■ **SUPPLIED DATA**:
=== Section Start ===

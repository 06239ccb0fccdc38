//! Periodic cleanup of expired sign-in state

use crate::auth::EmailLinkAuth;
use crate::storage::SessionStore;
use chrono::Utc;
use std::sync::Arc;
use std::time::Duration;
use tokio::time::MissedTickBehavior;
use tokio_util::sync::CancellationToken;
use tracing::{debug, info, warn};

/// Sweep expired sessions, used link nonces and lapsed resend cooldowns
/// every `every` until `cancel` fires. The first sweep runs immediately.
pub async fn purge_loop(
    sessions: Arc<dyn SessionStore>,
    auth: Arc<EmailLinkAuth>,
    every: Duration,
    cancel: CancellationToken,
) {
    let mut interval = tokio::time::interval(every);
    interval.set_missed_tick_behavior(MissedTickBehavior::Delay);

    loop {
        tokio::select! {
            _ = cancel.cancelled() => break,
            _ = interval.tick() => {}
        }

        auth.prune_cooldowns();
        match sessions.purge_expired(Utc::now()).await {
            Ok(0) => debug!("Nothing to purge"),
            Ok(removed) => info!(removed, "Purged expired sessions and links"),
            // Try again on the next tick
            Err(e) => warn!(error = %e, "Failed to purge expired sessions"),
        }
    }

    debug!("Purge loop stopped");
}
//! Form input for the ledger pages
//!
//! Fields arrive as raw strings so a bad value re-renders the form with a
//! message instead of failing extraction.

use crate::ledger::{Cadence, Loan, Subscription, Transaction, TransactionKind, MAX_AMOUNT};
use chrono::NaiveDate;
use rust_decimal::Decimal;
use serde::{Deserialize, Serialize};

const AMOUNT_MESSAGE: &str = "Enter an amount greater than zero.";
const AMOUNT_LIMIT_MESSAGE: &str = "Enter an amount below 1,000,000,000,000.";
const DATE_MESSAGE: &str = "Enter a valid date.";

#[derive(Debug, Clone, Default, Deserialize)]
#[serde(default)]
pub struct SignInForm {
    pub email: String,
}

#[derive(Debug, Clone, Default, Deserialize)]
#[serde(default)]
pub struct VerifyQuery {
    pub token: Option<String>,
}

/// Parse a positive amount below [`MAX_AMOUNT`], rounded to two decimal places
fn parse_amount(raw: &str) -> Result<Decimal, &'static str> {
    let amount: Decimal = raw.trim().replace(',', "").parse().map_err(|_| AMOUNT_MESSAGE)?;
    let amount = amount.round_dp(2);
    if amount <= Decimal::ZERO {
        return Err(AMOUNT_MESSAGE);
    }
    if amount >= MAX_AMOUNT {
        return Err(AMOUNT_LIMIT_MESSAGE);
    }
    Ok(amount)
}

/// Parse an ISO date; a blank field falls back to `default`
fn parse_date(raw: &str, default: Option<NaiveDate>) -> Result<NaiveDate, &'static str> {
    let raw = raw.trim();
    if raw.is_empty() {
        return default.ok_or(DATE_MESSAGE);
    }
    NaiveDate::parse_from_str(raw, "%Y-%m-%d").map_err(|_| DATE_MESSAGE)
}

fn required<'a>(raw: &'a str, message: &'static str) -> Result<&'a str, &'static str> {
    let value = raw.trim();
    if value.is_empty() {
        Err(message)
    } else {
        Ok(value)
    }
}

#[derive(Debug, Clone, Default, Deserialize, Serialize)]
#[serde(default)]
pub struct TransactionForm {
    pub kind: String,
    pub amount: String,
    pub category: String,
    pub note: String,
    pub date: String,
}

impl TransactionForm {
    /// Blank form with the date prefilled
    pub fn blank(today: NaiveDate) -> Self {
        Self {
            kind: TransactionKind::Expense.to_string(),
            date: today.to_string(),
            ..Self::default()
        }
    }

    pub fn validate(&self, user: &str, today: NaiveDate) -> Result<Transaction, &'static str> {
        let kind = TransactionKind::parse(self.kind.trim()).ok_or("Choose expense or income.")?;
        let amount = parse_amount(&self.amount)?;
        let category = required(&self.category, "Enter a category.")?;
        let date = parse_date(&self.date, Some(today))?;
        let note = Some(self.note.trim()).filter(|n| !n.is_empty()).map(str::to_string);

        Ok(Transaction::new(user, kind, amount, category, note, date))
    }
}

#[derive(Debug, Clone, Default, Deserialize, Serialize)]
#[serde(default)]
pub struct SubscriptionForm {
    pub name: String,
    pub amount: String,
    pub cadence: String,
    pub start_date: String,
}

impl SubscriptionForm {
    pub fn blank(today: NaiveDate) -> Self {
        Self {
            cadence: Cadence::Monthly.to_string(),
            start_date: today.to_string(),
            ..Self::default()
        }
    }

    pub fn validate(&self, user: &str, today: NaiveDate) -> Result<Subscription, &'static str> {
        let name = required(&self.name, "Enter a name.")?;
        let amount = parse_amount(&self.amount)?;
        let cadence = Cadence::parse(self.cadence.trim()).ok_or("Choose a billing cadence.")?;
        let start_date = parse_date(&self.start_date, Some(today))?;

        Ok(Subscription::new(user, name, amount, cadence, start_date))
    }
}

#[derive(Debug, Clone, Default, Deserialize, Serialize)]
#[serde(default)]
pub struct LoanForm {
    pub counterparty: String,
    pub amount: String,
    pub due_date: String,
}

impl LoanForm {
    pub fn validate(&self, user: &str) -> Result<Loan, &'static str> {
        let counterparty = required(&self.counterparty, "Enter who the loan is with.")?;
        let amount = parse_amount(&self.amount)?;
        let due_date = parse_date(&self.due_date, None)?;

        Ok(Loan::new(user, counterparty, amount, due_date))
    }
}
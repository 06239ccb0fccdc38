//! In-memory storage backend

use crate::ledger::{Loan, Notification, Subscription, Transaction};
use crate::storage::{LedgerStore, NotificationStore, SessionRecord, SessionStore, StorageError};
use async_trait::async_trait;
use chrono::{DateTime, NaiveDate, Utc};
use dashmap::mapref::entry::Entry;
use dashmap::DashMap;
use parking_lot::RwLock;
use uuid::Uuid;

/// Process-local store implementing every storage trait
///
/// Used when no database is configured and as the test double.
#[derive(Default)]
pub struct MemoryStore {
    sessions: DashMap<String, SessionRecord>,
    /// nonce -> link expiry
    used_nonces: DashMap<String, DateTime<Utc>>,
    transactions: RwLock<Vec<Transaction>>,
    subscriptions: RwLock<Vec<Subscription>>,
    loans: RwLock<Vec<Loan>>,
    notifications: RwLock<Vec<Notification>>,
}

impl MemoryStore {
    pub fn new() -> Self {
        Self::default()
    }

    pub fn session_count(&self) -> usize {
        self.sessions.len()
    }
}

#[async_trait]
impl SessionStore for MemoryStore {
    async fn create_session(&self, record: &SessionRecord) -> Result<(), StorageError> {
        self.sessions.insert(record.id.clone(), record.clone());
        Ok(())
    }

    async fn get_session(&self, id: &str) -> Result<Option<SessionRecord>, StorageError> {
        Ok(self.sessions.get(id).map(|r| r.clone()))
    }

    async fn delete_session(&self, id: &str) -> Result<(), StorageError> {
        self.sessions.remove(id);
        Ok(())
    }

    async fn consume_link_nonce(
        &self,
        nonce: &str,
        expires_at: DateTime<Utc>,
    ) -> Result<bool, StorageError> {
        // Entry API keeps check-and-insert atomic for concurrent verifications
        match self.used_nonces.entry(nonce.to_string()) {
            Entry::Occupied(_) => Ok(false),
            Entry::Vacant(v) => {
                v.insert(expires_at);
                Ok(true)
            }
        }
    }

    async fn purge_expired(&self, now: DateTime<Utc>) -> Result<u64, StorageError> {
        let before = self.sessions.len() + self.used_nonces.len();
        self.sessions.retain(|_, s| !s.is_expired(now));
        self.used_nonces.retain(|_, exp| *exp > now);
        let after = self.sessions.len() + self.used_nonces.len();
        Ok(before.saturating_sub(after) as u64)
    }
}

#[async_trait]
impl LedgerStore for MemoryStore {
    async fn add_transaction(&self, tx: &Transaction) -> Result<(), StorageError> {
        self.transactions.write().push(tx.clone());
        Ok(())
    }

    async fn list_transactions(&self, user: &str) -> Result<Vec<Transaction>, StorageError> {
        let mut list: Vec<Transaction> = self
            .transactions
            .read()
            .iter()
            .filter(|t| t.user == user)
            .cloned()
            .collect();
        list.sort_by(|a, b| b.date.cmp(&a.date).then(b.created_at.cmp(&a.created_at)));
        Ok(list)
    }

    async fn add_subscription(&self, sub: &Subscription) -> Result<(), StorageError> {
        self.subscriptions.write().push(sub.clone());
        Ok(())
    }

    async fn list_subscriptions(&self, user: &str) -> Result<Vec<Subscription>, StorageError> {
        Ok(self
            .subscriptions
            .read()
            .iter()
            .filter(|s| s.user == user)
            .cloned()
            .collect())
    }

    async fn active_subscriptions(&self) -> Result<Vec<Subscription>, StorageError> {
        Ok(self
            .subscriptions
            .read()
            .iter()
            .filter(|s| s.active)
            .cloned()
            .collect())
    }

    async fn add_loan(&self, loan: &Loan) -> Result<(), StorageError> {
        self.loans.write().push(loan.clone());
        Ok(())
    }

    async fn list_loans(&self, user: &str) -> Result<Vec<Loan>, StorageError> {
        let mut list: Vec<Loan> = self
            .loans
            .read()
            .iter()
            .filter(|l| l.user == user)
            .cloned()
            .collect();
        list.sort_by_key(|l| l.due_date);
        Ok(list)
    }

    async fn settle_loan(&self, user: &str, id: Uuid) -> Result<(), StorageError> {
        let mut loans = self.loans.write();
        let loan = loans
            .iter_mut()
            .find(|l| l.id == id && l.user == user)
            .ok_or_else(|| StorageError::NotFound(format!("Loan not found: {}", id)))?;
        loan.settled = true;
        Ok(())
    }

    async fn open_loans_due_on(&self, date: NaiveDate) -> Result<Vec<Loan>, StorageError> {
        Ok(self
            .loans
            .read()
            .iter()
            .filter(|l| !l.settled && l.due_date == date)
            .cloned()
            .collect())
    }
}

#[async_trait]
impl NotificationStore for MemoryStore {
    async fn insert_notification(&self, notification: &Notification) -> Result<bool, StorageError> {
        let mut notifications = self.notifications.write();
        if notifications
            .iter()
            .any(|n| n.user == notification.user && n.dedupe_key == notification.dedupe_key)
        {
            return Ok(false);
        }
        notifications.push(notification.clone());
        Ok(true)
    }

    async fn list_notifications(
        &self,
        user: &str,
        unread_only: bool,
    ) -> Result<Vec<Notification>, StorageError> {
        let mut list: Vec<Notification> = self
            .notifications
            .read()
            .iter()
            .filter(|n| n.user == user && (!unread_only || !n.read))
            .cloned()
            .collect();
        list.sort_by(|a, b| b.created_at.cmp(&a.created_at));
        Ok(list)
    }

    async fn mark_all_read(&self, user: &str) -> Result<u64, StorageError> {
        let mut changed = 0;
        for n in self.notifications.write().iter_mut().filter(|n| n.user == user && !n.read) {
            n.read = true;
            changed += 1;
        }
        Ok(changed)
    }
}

=== Section End ===
=== Section Start ===

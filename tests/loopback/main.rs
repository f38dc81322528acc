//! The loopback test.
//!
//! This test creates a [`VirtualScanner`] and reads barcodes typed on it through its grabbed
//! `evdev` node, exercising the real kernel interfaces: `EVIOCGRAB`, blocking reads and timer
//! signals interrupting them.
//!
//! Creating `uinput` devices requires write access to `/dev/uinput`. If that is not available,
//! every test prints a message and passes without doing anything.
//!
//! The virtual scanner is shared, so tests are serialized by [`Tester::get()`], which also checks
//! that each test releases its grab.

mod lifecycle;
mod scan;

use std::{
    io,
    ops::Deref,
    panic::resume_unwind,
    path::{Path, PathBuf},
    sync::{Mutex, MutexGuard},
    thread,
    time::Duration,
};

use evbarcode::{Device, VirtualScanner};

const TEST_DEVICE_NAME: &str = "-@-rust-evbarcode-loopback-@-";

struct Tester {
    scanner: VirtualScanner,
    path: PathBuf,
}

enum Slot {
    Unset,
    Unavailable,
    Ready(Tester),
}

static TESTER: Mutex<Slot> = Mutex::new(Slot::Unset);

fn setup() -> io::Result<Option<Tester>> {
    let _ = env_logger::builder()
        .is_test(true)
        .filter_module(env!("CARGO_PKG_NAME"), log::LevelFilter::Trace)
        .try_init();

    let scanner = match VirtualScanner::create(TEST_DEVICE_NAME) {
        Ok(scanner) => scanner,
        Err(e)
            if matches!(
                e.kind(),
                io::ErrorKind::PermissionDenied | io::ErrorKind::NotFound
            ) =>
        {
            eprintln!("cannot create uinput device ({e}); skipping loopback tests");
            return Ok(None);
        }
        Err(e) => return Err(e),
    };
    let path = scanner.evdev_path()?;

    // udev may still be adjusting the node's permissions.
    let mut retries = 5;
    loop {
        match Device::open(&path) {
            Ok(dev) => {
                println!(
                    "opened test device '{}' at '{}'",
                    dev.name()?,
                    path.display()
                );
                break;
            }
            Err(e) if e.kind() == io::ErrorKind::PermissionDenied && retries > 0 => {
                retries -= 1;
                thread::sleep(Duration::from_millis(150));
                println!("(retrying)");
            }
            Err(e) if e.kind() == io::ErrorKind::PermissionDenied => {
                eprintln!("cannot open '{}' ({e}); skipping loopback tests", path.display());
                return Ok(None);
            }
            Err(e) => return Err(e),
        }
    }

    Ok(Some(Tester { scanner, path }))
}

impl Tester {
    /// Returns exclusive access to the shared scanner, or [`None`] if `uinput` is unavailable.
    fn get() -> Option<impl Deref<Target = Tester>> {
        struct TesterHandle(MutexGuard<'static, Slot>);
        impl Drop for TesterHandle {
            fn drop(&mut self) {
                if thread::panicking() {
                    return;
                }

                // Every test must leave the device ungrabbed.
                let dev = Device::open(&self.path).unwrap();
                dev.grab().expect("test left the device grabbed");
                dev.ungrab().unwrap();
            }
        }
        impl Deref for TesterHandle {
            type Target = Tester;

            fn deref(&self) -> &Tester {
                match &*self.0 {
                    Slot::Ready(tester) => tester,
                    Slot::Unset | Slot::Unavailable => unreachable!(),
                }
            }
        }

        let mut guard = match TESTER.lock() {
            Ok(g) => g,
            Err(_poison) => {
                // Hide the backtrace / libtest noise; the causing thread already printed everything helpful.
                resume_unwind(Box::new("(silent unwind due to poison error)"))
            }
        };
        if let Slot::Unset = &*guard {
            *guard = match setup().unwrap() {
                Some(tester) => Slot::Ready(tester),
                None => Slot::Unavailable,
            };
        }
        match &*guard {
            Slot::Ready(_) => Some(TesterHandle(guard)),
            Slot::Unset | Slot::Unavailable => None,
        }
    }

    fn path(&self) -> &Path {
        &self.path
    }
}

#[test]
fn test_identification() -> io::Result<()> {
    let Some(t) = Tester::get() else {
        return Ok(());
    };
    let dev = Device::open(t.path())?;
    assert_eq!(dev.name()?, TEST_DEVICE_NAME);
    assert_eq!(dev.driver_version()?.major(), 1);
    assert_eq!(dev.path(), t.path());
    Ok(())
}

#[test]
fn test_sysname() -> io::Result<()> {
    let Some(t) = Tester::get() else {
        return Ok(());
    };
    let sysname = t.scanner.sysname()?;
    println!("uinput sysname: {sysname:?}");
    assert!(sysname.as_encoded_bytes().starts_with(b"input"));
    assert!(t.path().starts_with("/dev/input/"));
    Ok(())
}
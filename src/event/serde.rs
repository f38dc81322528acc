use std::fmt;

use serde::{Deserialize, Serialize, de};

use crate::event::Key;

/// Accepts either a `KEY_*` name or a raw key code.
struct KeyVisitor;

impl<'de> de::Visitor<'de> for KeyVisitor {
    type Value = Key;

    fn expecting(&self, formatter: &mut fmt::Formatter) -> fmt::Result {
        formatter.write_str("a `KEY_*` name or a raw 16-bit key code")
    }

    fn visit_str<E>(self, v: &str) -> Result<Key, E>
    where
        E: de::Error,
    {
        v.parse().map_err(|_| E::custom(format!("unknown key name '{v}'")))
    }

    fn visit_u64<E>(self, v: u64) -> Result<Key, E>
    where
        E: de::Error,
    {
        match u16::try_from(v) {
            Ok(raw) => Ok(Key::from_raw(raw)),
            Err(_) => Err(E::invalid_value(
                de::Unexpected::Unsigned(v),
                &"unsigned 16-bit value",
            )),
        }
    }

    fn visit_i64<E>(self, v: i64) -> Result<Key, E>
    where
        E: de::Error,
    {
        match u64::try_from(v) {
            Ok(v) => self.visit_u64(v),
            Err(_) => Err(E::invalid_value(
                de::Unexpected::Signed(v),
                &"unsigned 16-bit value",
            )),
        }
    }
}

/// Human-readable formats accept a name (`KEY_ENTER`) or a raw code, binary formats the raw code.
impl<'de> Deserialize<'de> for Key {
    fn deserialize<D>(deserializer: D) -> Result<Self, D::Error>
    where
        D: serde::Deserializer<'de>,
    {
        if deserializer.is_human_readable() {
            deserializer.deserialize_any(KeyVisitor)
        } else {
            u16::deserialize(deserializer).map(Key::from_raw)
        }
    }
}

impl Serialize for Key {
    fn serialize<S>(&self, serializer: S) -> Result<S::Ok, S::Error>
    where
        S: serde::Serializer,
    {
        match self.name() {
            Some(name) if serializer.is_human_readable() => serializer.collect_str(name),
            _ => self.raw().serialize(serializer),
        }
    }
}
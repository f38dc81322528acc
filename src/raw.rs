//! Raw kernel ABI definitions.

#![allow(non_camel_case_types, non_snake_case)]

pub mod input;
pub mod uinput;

=== Section End ===
=== Section Start ===

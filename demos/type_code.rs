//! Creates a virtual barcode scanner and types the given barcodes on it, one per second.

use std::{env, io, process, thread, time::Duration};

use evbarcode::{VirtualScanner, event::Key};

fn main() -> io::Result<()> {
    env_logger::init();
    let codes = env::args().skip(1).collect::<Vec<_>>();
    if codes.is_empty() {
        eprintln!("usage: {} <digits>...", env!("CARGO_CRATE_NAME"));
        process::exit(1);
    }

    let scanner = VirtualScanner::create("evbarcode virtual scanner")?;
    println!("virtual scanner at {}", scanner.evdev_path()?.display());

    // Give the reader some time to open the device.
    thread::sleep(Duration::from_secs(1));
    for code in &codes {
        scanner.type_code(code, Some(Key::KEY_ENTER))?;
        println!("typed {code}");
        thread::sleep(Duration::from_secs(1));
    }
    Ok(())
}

=== Section End ===

■ **WHAT IS EXPECTED**:
A single figure is required: the number of lines in the data above in which the word "TransactionForm" appears.

■ **TASK RESULT**:
2